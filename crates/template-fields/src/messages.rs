//! Localized messages.

use rustc_hash::FxHashMap;

/// Source of localized strings.
pub trait Messages {
    /// Look up a message by key.
    fn message(&self, key: &str) -> Option<&str>;
}

/// Messages that resolve nothing.
#[derive(Debug, Clone, Copy, Default)]
pub struct NoMessages;

impl Messages for NoMessages {
    fn message(&self, _key: &str) -> Option<&str> {
        None
    }
}

/// Messages parsed from a key/value text file.
#[derive(Debug, Clone, Default, PartialEq, Eq)]
pub struct MessageBundle {
    entries: FxHashMap<String, String>,
}

impl MessageBundle {
    /// Create an empty bundle.
    pub fn new() -> Self {
        Self::default()
    }

    /// Parse a bundle.
    ///
    /// One entry per line, split on the first `=`, or on the first space or
    /// tab when there is no `=`. Blank lines and `#` comments are skipped; a
    /// line without separator is a key with an empty value. Later keys win.
    pub fn parse(text: &str) -> Self {
        let mut bundle = Self::new();
        bundle.load(text);
        bundle
    }

    /// Replace the content of the bundle with parsed `text`.
    pub fn load(&mut self, text: &str) {
        self.entries.clear();
        for line in text.split(['\n', '\r']) {
            let line = line.trim();
            if line.is_empty() || line.starts_with('#') {
                continue;
            }
            let split = line
                .find('=')
                .or_else(|| line.find(' '))
                .or_else(|| line.find('\t'));
            let (key, value) = match split {
                Some(idx) => (line[..idx].trim(), line[idx + 1..].trim()),
                None => (line, ""),
            };
            self.entries.insert(key.to_string(), value.to_string());
        }
    }

    /// Set a message.
    pub fn insert(&mut self, key: impl Into<String>, value: impl Into<String>) {
        self.entries.insert(key.into(), value.into());
    }

    /// Get a message.
    pub fn get(&self, key: &str) -> Option<&str> {
        self.entries.get(key).map(String::as_str)
    }

    /// Number of messages.
    pub fn len(&self) -> usize {
        self.entries.len()
    }

    /// Check if the bundle is empty.
    pub fn is_empty(&self) -> bool {
        self.entries.is_empty()
    }
}

impl Messages for MessageBundle {
    fn message(&self, key: &str) -> Option<&str> {
        self.get(key)
    }
}

#[cfg(test)]
mod tests {
    use super::*;

    #[test]
    fn test_parse() {
        let bundle = MessageBundle::parse(
            "# comment\n\nlogin.title = Sign in\r\nlogin.go Go now\nflag\nlogin.title=Log in\nk\tv",
        );
        assert_eq!(bundle.get("login.title"), Some("Log in"));
        assert_eq!(bundle.get("login.go"), Some("Go now"));
        assert_eq!(bundle.get("flag"), Some(""));
        assert_eq!(bundle.get("k"), Some("v"));
        assert_eq!(bundle.len(), 4);
        assert_eq!(NoMessages.message("login.title"), None);
    }
}
//! Waiting for a group of loaders.

use crate::error::{LoaderError, LoaderResult};
use crate::loader::{load, ResourceLoader};
use crate::transport::Transport;
use log::{debug, warn};
use rustc_hash::FxHashMap;
use std::any::Any;
use std::future::Future;
use std::pin::Pin;
use std::sync::Arc;
use tokio::task::JoinSet;

/// A loaded value of any loader type.
pub type Loaded = Box<dyn Any + Send>;

type Job = Pin<Box<dyn Future<Output = LoaderResult<Loaded>> + Send>>;
type Callback<'a> = Box<dyn FnOnce(Result<&Loaded, &LoaderError>) + 'a>;

/// A successfully loaded resource.
#[derive(Debug)]
pub struct Success {
    /// URL of the resource.
    pub url: String,
    /// The value produced by the loader.
    pub value: Loaded,
}

impl Success {
    /// The value, if the loader produced a `T`.
    pub fn downcast_ref<T: Any>(&self) -> Option<&T> {
        self.value.downcast_ref()
    }
}

/// Results of an activated barrier, each list in completion order.
#[derive(Debug, Default)]
pub struct BarrierOutcome {
    /// Loaded resources.
    pub successes: Vec<Success>,
    /// Loaders that failed.
    pub failures: Vec<LoaderError>,
}

impl BarrierOutcome {
    /// Total number of finished loaders.
    pub fn len(&self) -> usize {
        self.successes.len() + self.failures.len()
    }

    pub fn is_empty(&self) -> bool {
        self.len() == 0
    }
}

struct Entry<'a> {
    url: String,
    job: Job,
    callback: Option<Callback<'a>>,
}

/// Runs a set of loaders concurrently and reports once all of them are done.
///
/// Loaders are added first, then [`activate`](LoaderBarrier::activate)
/// fetches every resource at once. Per-loader callbacks run as each loader
/// finishes. A barrier is activated at most once: adding a loader to an
/// activated barrier, or activating it again, panics.
pub struct LoaderBarrier<'a, T> {
    transport: Arc<T>,
    entries: Vec<Entry<'a>>,
    activated: bool,
}

impl<'a, T: Transport> LoaderBarrier<'a, T> {
    /// Create an empty barrier fetching through `transport`.
    pub fn new(transport: Arc<T>) -> Self {
        Self {
            transport,
            entries: Vec::new(),
            activated: false,
        }
    }

    /// Number of registered loaders.
    pub fn len(&self) -> usize {
        self.entries.len()
    }

    pub fn is_empty(&self) -> bool {
        self.entries.is_empty()
    }

    /// Check whether the barrier was activated.
    pub fn is_activated(&self) -> bool {
        self.activated
    }

    /// Register a loader without callback.
    pub fn add<L: ResourceLoader>(&mut self, loader: L) -> &mut Self {
        self.push(loader, None)
    }

    /// Register a loader with a callback receiving its result.
    pub fn add_with<L, F>(&mut self, loader: L, callback: F) -> &mut Self
    where
        L: ResourceLoader,
        F: FnOnce(Result<&L::Output, &LoaderError>) + 'a,
    {
        let callback: Callback<'a> =
            Box::new(move |result: Result<&Loaded, &LoaderError>| match result {
                Ok(value) => match value.downcast_ref::<L::Output>() {
                    Some(value) => callback(Ok(value)),
                    None => warn!("loaded value has an unexpected type"),
                },
                Err(err) => callback(Err(err)),
            });
        self.push(loader, Some(callback))
    }

    fn push<L: ResourceLoader>(&mut self, loader: L, callback: Option<Callback<'a>>) -> &mut Self {
        self.check_activation();
        let url = loader.url().to_string();
        let transport = self.transport.clone();
        let job: Job = Box::pin(async move {
            load(&loader, transport.as_ref())
                .await
                .map(|value| Box::new(value) as Loaded)
        });
        self.entries.push(Entry { url, job, callback });
        self
    }

    fn check_activation(&self) {
        assert!(!self.activated, "the loader barrier is already activated");
    }

    /// Fetch every resource and wait until all loaders finished.
    ///
    /// Must run inside a tokio runtime.
    pub async fn activate(&mut self) -> BarrierOutcome {
        self.check_activation();
        self.activated = true;

        let total = self.entries.len();
        let mut urls = Vec::with_capacity(total);
        let mut callbacks = Vec::with_capacity(total);
        let mut ids = FxHashMap::default();
        let mut tasks = JoinSet::new();
        for (index, entry) in self.entries.drain(..).enumerate() {
            let job = entry.job;
            let handle = tasks.spawn(async move { (index, job.await) });
            ids.insert(handle.id(), index);
            urls.push(entry.url);
            callbacks.push(entry.callback);
        }
        debug!("barrier activated with {} loaders", total);

        let mut outcome = BarrierOutcome::default();
        while let Some(joined) = tasks.join_next().await {
            let (index, result) = match joined {
                Ok(done) => done,
                Err(err) => {
                    let Some(&index) = ids.get(&err.id()) else {
                        continue;
                    };
                    let failure = LoaderError::Task {
                        url: urls[index].clone(),
                        message: err.to_string(),
                    };
                    (index, Err(failure))
                }
            };
            if let Some(callback) = callbacks[index].take() {
                callback(result.as_ref());
            }
            match result {
                Ok(value) => outcome.successes.push(Success {
                    url: urls[index].clone(),
                    value,
                }),
                Err(err) => outcome.failures.push(err),
            }
        }
        debug!(
            "barrier finished: {} loaded, {} failed",
            outcome.successes.len(),
            outcome.failures.len()
        );
        outcome
    }
}

#[cfg(test)]
mod tests {
    use super::*;
    use crate::loader::{RawLoader, TextLoader, XmlLoader};
    use crate::transport::{MemoryTransport, Response};
    use pretty_assertions::assert_eq;
    use std::cell::RefCell;
    use std::time::Duration;

    fn transport() -> Arc<MemoryTransport> {
        let mut transport = MemoryTransport::new();
        transport
            .insert("slow", "s")
            .delay("slow", Duration::from_millis(200))
            .insert("fast", "f")
            .insert("doc", "<a/>")
            .insert_response("fail", Response::new(503, ""));
        Arc::new(transport)
    }

    #[tokio::test]
    async fn test_outcome_in_completion_order() {
        let mut barrier = LoaderBarrier::new(transport());
        barrier
            .add(TextLoader::new("slow"))
            .add(TextLoader::new("fail"))
            .add(TextLoader::new("fast"));
        let outcome = barrier.activate().await;

        assert_eq!(outcome.len(), 3);
        let urls: Vec<_> = outcome.successes.iter().map(|s| s.url.as_str()).collect();
        assert_eq!(urls, vec!["fast", "slow"]);
        assert_eq!(outcome.successes[0].downcast_ref::<String>().unwrap(), "f");
        assert_eq!(outcome.failures.len(), 1);
        assert_eq!(outcome.failures[0].url(), "fail");
    }

    #[tokio::test]
    async fn test_callbacks_run_per_loader() {
        let seen = RefCell::new(Vec::new());
        let mut barrier = LoaderBarrier::new(transport());
        barrier
            .add_with(XmlLoader::new("doc"), |result| {
                let name = result.map(|doc| doc.root.qname.to_string());
                seen.borrow_mut().push(name.map_err(|err| err.url().to_string()));
            })
            .add_with(RawLoader::new("fail"), |result| {
                seen.borrow_mut()
                    .push(result.map(|r| r.status.to_string()).map_err(|e| e.to_string()));
            })
            .add_with(TextLoader::new("fail"), |result| {
                seen.borrow_mut()
                    .push(result.cloned().map_err(|err| err.url().to_string()));
            });
        let outcome = barrier.activate().await;
        assert_eq!(outcome.len(), 3);
        drop(barrier);

        let mut seen = seen.into_inner();
        seen.sort();
        assert_eq!(
            seen,
            vec![
                Ok("503".to_string()),
                Ok("a".to_string()),
                Err("fail".to_string())
            ]
        );
    }

    #[tokio::test]
    async fn test_failure_completes_first() {
        let order = RefCell::new(Vec::new());
        let mut barrier = LoaderBarrier::new(transport());
        barrier
            .add_with(TextLoader::new("slow"), |result| {
                order.borrow_mut().push(("slow", result.is_ok()));
            })
            .add_with(TextLoader::new("missing"), |result| {
                order.borrow_mut().push(("missing", result.is_ok()));
            });
        let outcome = barrier.activate().await;
        drop(barrier);

        assert_eq!(order.into_inner(), vec![("missing", false), ("slow", true)]);
        assert_eq!(outcome.len(), 2);
        assert_eq!(outcome.failures.len(), 1);
        assert_eq!(outcome.failures[0].url(), "missing");
        assert_eq!(
            outcome.failures[0].response().map(|response| response.status),
            Some(404)
        );
        assert_eq!(outcome.successes.len(), 1);
        assert_eq!(outcome.successes[0].downcast_ref::<String>().unwrap(), "s");
    }

    #[tokio::test]
    async fn test_empty_barrier_finishes() {
        let mut barrier = LoaderBarrier::new(transport());
        let outcome = barrier.activate().await;
        assert!(outcome.is_empty());
        assert!(barrier.is_activated());
    }

    #[tokio::test]
    #[should_panic(expected = "already activated")]
    async fn test_reactivation_panics() {
        let mut barrier = LoaderBarrier::new(transport());
        barrier.add(TextLoader::new("fast"));
        barrier.activate().await;
        barrier.activate().await;
    }

    #[tokio::test]
    #[should_panic(expected = "already activated")]
    async fn test_add_after_activation_panics() {
        let mut barrier = LoaderBarrier::new(transport());
        barrier.activate().await;
        barrier.add(TextLoader::new("fast"));
    }
}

INSTRUCTIONS TO FOLLOW> Would you return each line of the material above, unchanged, from the first one through the line where "that resolve nothing." appears?

YOUR RESPONSE>
filename crates/template-fields/src/messages.rs
//! Localized messages.

use rustc_hash::FxHashMap;

/// Source of localized strings.
pub trait Messages {
    /// Look up a message by key.
    fn message(&self, key: &str) -> Option<&str>;
}

/// Messages that resolve nothing.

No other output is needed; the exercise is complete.